• **Aim of the task**:
Look through the material below and report every line that includes "LaunchKeyCodec".
═════ Given records
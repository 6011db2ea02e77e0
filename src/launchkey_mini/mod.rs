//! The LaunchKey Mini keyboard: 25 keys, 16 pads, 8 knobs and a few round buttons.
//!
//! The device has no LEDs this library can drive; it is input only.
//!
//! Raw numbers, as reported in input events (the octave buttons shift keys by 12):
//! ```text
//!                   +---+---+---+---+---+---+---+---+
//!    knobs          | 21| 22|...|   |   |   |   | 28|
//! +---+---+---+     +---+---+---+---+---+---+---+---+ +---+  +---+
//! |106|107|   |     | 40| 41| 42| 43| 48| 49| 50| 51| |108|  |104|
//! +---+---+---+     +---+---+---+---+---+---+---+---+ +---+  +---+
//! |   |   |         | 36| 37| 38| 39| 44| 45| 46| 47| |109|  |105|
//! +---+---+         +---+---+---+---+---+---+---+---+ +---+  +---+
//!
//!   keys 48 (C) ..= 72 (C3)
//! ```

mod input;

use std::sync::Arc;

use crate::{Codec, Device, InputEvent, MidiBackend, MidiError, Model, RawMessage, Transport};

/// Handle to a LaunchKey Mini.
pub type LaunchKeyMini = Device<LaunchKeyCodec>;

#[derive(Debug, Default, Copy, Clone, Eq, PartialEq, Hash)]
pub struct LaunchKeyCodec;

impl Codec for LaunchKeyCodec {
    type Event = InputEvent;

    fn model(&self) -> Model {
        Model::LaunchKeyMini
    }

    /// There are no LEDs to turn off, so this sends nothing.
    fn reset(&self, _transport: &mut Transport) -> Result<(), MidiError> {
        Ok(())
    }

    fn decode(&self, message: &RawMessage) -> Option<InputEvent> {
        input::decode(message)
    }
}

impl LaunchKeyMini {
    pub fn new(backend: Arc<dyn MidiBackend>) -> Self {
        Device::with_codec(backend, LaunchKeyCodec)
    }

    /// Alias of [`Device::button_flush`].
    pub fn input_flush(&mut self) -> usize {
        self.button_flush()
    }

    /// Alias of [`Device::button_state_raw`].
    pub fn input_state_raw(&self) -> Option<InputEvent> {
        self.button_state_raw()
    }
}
══════════
• **Written response**:
pub type LaunchKeyMini = Device<LaunchKeyCodec>;
pub struct LaunchKeyCodec;
impl Codec for LaunchKeyCodec {
        Device::with_codec(backend, LaunchKeyCodec)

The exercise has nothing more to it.